Required work: Your task is to copy the stretch of lines in the records below that begins with the line containing "use revu_server::ServerConfig;" and ends with the line containing "let cli = Cli::parse();", exactly as written, with nothing added.

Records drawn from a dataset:
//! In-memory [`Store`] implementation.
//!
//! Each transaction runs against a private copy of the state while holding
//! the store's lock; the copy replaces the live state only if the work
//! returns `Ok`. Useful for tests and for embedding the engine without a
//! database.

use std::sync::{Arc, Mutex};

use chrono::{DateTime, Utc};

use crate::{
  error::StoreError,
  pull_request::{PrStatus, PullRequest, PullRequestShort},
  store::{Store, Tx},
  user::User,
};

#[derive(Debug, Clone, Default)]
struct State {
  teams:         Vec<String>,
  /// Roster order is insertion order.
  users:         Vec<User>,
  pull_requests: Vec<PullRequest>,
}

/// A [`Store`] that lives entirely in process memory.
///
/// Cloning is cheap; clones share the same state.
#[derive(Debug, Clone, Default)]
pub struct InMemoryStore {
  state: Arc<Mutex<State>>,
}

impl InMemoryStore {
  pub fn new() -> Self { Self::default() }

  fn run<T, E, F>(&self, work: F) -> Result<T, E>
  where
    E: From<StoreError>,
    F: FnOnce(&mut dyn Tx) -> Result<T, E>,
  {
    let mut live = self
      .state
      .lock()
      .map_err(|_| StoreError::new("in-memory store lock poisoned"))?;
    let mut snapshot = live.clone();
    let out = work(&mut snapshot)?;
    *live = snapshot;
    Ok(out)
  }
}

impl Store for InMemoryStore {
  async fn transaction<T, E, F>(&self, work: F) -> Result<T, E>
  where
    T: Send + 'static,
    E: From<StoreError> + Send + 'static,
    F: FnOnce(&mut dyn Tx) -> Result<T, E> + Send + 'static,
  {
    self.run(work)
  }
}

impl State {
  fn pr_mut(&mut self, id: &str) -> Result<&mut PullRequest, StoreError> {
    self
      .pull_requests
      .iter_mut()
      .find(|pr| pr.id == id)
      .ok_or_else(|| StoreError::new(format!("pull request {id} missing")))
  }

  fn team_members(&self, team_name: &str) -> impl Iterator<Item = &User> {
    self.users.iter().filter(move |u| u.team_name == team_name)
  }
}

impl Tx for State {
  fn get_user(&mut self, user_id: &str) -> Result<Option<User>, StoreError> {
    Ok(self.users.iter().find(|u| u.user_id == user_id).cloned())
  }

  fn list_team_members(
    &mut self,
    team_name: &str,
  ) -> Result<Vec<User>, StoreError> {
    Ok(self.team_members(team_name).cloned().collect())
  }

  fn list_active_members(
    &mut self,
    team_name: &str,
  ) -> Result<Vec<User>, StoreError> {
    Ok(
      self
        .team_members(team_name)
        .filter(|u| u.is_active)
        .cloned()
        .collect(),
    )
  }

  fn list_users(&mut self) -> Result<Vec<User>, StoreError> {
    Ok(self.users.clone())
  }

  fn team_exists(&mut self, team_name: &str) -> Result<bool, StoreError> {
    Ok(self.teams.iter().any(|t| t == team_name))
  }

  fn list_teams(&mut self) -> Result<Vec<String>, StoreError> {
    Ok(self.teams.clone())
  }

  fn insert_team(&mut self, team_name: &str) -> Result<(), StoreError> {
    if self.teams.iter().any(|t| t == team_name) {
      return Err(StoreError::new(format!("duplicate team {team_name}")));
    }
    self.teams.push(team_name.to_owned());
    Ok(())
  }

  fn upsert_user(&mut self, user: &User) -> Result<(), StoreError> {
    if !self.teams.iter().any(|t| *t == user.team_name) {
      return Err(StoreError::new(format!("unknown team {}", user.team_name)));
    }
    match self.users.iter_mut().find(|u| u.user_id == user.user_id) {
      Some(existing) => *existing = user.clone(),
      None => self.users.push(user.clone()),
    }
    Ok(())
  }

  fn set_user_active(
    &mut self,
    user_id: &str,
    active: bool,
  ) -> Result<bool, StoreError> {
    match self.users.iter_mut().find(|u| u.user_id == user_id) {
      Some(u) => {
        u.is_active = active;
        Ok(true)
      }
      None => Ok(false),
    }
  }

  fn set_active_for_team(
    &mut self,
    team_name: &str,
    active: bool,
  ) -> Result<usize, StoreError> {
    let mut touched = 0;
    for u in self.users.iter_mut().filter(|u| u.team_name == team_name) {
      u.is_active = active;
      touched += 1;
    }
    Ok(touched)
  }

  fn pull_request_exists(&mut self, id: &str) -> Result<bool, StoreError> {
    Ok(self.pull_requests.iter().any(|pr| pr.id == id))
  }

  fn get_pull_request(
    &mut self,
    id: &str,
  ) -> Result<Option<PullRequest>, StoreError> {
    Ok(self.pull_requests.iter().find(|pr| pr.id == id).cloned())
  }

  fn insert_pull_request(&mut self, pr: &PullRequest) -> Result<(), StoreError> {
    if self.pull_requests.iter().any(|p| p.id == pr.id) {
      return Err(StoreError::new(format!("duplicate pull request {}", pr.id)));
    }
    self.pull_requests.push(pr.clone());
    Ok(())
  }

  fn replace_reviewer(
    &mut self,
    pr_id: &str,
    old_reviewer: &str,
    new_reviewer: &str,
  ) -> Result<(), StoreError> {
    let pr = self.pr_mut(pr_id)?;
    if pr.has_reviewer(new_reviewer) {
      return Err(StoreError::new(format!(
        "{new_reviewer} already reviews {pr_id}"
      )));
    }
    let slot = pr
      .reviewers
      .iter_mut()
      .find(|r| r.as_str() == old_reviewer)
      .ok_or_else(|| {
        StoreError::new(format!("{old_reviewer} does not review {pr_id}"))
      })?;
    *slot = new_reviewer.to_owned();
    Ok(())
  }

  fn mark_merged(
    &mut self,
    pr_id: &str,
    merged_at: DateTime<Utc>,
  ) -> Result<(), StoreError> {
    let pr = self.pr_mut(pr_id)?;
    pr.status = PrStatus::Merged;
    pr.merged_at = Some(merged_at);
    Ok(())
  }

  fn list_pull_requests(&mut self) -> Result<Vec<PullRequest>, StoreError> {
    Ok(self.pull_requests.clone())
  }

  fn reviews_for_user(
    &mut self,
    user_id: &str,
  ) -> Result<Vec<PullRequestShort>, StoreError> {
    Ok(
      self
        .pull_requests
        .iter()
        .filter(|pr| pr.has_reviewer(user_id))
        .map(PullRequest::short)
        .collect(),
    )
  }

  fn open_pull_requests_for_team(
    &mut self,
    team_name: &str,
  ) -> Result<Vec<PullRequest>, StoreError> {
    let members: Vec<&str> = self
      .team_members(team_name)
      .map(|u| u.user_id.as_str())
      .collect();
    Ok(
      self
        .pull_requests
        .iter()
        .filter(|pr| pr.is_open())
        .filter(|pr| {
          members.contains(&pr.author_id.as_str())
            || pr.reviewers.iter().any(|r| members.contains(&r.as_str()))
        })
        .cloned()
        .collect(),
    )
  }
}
---
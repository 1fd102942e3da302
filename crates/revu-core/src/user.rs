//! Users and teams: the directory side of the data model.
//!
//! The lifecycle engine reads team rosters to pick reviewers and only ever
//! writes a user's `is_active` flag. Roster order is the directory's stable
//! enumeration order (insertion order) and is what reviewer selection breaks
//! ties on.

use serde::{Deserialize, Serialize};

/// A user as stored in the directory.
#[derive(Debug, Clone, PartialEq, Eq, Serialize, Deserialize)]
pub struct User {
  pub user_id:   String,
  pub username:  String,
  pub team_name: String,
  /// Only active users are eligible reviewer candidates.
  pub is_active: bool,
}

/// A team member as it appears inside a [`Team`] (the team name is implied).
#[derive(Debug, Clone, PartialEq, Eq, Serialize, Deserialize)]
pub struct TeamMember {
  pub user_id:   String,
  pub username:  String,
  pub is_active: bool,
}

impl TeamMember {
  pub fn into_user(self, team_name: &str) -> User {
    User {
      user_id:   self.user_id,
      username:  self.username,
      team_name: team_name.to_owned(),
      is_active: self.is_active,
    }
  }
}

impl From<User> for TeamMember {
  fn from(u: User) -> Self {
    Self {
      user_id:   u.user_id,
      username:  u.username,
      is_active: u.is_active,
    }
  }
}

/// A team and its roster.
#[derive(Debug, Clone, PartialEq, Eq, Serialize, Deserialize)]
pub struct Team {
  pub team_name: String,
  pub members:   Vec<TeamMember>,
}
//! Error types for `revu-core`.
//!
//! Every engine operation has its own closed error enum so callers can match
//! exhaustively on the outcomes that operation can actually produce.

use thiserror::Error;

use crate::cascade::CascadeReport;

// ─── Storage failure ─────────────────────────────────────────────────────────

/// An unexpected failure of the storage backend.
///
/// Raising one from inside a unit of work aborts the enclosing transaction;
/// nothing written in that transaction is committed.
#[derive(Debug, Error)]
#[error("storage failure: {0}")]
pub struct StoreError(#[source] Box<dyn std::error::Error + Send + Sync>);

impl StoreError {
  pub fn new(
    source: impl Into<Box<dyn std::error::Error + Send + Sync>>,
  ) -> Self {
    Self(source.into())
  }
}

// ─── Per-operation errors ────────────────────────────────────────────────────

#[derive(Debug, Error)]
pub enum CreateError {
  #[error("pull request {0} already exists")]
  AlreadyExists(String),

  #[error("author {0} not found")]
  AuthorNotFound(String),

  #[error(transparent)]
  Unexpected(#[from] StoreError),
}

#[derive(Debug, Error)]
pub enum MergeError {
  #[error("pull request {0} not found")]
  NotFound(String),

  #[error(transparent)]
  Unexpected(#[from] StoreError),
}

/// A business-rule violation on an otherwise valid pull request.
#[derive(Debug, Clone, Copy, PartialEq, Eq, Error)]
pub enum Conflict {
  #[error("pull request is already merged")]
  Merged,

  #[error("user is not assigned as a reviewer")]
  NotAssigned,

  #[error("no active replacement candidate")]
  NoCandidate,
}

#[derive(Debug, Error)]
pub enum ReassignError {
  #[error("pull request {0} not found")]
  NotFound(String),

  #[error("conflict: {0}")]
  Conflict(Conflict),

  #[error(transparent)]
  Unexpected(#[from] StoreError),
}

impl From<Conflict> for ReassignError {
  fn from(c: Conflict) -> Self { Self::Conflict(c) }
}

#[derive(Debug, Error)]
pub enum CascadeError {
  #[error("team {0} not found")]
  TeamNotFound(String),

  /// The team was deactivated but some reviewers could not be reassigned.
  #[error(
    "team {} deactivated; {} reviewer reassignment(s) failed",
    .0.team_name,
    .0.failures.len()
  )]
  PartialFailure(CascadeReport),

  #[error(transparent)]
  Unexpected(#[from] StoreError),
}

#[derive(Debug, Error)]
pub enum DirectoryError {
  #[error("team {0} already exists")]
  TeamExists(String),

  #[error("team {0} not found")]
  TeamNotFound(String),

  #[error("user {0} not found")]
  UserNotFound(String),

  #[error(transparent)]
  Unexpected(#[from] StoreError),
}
--
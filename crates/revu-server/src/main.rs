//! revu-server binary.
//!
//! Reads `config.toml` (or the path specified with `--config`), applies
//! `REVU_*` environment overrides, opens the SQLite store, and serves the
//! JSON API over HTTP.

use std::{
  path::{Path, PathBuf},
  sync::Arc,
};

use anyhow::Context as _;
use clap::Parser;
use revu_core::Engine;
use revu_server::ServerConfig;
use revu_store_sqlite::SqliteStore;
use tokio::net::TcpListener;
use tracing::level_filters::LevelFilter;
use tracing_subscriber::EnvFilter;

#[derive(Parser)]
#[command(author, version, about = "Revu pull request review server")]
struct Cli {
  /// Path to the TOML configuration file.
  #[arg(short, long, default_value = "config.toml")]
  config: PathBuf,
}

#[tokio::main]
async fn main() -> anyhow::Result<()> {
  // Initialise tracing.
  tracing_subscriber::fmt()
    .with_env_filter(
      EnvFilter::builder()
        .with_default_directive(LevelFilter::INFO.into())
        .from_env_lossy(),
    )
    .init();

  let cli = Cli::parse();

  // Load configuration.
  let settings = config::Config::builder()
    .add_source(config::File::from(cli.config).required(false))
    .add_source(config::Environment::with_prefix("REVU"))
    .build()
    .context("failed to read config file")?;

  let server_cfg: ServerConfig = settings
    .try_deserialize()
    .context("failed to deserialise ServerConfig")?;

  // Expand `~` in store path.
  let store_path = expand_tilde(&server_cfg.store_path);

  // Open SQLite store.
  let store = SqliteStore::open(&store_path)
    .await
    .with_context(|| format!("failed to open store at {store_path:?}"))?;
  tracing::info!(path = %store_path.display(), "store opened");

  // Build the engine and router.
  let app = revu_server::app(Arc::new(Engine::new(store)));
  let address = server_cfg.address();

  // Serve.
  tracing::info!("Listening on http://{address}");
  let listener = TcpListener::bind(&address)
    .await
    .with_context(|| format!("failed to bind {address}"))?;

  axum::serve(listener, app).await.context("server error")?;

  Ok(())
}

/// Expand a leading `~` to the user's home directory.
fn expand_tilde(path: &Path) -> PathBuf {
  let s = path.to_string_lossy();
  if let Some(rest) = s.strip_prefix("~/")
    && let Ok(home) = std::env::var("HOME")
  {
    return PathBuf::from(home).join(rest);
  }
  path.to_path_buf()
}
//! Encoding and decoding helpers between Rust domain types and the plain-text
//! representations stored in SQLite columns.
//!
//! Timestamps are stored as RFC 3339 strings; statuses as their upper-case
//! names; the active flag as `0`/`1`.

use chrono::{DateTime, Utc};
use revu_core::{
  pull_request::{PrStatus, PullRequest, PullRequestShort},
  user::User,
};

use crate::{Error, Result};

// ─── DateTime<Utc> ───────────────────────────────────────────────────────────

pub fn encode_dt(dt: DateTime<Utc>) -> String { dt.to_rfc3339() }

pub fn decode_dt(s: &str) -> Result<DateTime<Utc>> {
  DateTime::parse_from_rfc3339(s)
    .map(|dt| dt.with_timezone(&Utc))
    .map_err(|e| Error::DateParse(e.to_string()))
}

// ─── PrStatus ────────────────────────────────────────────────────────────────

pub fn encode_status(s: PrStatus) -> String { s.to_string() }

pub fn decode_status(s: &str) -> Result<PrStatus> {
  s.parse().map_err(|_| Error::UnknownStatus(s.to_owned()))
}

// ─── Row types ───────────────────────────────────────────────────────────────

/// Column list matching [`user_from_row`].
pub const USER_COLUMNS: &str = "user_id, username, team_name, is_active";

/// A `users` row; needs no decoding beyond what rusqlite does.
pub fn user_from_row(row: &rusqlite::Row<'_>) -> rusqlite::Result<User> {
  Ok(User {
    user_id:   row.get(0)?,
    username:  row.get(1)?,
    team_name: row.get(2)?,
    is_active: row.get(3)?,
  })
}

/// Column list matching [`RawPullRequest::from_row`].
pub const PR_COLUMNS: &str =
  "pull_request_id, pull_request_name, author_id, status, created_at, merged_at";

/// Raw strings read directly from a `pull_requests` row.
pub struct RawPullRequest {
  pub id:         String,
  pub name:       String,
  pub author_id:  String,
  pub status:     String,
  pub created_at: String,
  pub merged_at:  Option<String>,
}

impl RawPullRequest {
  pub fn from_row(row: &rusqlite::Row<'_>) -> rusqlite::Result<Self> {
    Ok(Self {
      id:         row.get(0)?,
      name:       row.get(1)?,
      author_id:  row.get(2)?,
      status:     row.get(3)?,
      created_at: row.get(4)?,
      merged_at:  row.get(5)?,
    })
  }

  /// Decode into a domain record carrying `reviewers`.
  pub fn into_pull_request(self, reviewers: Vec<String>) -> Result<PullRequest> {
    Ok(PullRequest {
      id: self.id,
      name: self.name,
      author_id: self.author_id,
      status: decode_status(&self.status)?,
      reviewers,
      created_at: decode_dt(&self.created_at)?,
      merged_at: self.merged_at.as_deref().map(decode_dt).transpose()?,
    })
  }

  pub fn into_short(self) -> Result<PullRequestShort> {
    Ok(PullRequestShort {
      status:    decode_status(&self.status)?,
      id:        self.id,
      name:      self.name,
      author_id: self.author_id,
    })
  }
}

Solution below:
use revu_server::ServerConfig;
use revu_store_sqlite::SqliteStore;
use tokio::net::TcpListener;
use tracing::level_filters::LevelFilter;
use tracing_subscriber::EnvFilter;

#[derive(Parser)]
#[command(author, version, about = "Revu pull request review server")]
struct Cli {
  /// Path to the TOML configuration file.
  #[arg(short, long, default_value = "config.toml")]
  config: PathBuf,
}

#[tokio::main]
async fn main() -> anyhow::Result<()> {
  // Initialise tracing.
  tracing_subscriber::fmt()
    .with_env_filter(
      EnvFilter::builder()
        .with_default_directive(LevelFilter::INFO.into())
        .from_env_lossy(),
    )
    .init();

  let cli = Cli::parse();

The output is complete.